-- INPUT RECORDS follows --

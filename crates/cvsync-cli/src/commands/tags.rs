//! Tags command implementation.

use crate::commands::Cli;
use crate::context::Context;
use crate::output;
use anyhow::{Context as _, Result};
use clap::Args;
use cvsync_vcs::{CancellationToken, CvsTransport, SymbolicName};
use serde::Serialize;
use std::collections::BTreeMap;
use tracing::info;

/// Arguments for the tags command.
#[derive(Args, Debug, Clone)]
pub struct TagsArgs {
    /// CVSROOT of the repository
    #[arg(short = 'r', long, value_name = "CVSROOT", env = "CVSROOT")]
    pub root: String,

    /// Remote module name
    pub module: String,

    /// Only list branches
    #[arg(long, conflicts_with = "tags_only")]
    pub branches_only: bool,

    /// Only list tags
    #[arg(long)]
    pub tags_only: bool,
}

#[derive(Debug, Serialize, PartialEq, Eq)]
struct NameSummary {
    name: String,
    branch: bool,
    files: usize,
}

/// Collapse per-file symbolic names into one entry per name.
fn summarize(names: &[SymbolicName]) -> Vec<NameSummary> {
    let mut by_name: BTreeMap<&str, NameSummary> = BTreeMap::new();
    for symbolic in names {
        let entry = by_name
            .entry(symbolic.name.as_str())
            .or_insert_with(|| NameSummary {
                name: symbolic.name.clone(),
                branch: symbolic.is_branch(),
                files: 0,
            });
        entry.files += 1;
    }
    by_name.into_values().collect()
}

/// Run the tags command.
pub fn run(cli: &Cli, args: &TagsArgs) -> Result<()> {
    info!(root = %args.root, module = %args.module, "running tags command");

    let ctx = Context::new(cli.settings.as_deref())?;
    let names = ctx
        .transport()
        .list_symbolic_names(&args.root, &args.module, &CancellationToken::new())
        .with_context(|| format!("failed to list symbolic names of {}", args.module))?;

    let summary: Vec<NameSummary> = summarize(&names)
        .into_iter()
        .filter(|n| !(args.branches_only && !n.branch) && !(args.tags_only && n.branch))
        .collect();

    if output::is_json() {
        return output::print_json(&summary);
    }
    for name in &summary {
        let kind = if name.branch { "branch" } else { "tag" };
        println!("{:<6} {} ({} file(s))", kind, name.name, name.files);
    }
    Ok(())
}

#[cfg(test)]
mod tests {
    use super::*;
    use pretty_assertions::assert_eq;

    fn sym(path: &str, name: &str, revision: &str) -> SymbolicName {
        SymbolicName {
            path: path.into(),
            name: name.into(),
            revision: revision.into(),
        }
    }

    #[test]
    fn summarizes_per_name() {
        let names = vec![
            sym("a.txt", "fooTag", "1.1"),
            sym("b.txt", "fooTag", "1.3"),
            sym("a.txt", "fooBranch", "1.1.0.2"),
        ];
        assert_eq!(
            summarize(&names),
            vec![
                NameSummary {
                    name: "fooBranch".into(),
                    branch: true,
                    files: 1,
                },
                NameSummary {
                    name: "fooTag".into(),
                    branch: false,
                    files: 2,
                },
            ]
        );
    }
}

-- INPUT RECORDS concluded --

◆ DIRECTIONS FOR THIS TASK
Pull out every line of the records above that contains the word "CVSROOT".

◆ RESULT FOR THIS EXERCISE
    /// CVSROOT of the repository
    #[arg(short = 'r', long, value_name = "CVSROOT", env = "CVSROOT")]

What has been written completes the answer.